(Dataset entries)

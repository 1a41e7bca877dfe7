//! Configuration parsing for the monitoring pipeline.
//!
//! This module owns translation of CLI arguments into a `PipelineConfig`
//! struct which the rest of the pipeline uses without re-parsing flags.

use anyhow::{bail, Result};
use clap::Args;
use frame_source::SourceConfig;

#[derive(Clone, Debug, PartialEq, Eq)]
/// Backend used to acquire frames.
pub(crate) enum SourceKind {
    /// Procedurally generated test pattern.
    Synthetic,
    /// Directory of still images replayed in a loop.
    Files,
}

impl SourceKind {
    /// Infer the backend from the source argument: the literal `synthetic`
    /// selects the test pattern, anything else is treated as a directory.
    pub(crate) fn from_uri(uri: &str) -> Self {
        if uri.eq_ignore_ascii_case("synthetic") {
            SourceKind::Synthetic
        } else {
            SourceKind::Files
        }
    }
}

#[derive(Clone, Debug)]
/// Canonical configuration shared by every part of the pipeline.
pub(crate) struct PipelineConfig {
    /// Source identifier: `synthetic` or an image directory path.
    pub(crate) source_uri: String,
    /// Backend inferred from `source_uri`.
    pub(crate) source_kind: SourceKind,
    /// Requested capture width in pixels.
    pub(crate) width: u32,
    /// Requested capture height in pixels.
    pub(crate) height: u32,
    /// Requested capture rate, best-effort.
    pub(crate) fps: u32,
    /// JPEG quality for the published stream (1-100).
    pub(crate) jpeg_quality: u8,
    /// Detections below this confidence are dropped before annotation and
    /// never reach the ledger.
    pub(crate) min_confidence: f32,
    /// Detections below this confidence never trigger an alert. Independent
    /// of `min_confidence` even though the defaults coincide.
    pub(crate) alert_threshold: f32,
    /// Per-class quiet period between delivered alerts, in seconds.
    pub(crate) alert_cooldown_secs: u64,
    /// Webhook receiving alert payloads. Alerts go to the log when unset.
    pub(crate) webhook_url: Option<String>,
    /// Camera location tag stamped onto every detection event.
    pub(crate) location: String,
    /// HTTP listen port.
    pub(crate) port: u16,
    /// Begin streaming at startup instead of waiting for the API call.
    pub(crate) autostart: bool,
}

impl PipelineConfig {
    pub(crate) fn source_config(&self) -> SourceConfig {
        SourceConfig {
            width: self.width,
            height: self.height,
            fps: self.fps,
        }
    }
}

/// CLI arguments accepted by the `serve` subcommand.
#[derive(Debug, Default, Args)]
pub(crate) struct ServeArgs {
    /// Frame source: `synthetic` or a directory of still images.
    #[arg(long = "source", value_name = "URI")]
    pub(crate) source: Option<String>,
    /// Capture width in pixels.
    #[arg(long = "width", value_name = "PX")]
    pub(crate) width: Option<u32>,
    /// Capture height in pixels.
    #[arg(long = "height", value_name = "PX")]
    pub(crate) height: Option<u32>,
    /// Requested capture rate in frames per second.
    #[arg(long = "fps", value_name = "N")]
    pub(crate) fps: Option<u32>,
    /// JPEG quality used by the stream encoder (1-100).
    #[arg(long = "jpeg-quality", value_name = "QUALITY")]
    pub(crate) jpeg_quality: Option<u8>,
    /// Minimum confidence for a detection to be drawn and recorded.
    #[arg(long = "min-confidence", value_name = "SCORE")]
    pub(crate) min_confidence: Option<f32>,
    /// Minimum confidence for a detection to raise an alert.
    #[arg(long = "alert-threshold", value_name = "SCORE")]
    pub(crate) alert_threshold: Option<f32>,
    /// Seconds between alerts for the same object class.
    #[arg(long = "alert-cooldown", value_name = "SECONDS")]
    pub(crate) alert_cooldown: Option<u64>,
    /// Webhook URL receiving alert payloads as JSON.
    #[arg(long = "alert-webhook", value_name = "URL")]
    pub(crate) alert_webhook: Option<String>,
    /// Location tag recorded with each detection.
    #[arg(long = "location", value_name = "NAME")]
    pub(crate) location: Option<String>,
    /// HTTP listen port.
    #[arg(long = "port", value_name = "PORT")]
    pub(crate) port: Option<u16>,
    /// Start the stream immediately instead of waiting for the API call.
    #[arg(long = "autostart", action = clap::ArgAction::SetTrue)]
    pub(crate) autostart: bool,
}

impl TryFrom<ServeArgs> for PipelineConfig {
    type Error = anyhow::Error;

    fn try_from(args: ServeArgs) -> Result<Self> {
        let source_uri = args.source.unwrap_or_else(|| "synthetic".to_string());
        if source_uri.is_empty() {
            bail!("--source must not be empty");
        }
        let source_kind = SourceKind::from_uri(&source_uri);

        let width = args.width.unwrap_or(640);
        let height = args.height.unwrap_or(480);
        if width == 0 || height == 0 {
            bail!("Capture width and height must be positive integers");
        }

        let fps = args.fps.unwrap_or(30);
        if fps == 0 {
            bail!("--fps must be at least 1");
        }

        let jpeg_quality = args.jpeg_quality.unwrap_or(85);
        if !(1..=100).contains(&jpeg_quality) {
            bail!("--jpeg-quality must be an integer between 1 and 100");
        }

        let min_confidence = args.min_confidence.unwrap_or(0.5);
        if !(0.0..=1.0).contains(&min_confidence) {
            bail!("--min-confidence must be between 0.0 and 1.0");
        }

        let alert_threshold = args.alert_threshold.unwrap_or(0.5);
        if !(0.0..=1.0).contains(&alert_threshold) {
            bail!("--alert-threshold must be between 0.0 and 1.0");
        }

        let location = args.location.unwrap_or_else(|| "CCTV-1".to_string());
        if location.is_empty() {
            bail!("--location must not be empty");
        }

        Ok(Self {
            source_uri,
            source_kind,
            width,
            height,
            fps,
            jpeg_quality,
            min_confidence,
            alert_threshold,
            alert_cooldown_secs: args.alert_cooldown.unwrap_or(60),
            webhook_url: args.alert_webhook,
            location,
            port: args.port.unwrap_or(8000),
            autostart: args.autostart,
        })
    }
}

YOUR ASSIGNMENT: Return the lines above precisely as they appear, beginning at the first line and ending at the line with "use clap::Args;", and nothing after it.

REPLY TO THE TASK:
repository 1a41e7bca877dfe7
//! Configuration parsing for the monitoring pipeline.
//!
//! This module owns translation of CLI arguments into a `PipelineConfig`
//! struct which the rest of the pipeline uses without re-parsing flags.

use anyhow::{bail, Result};
use clap::Args;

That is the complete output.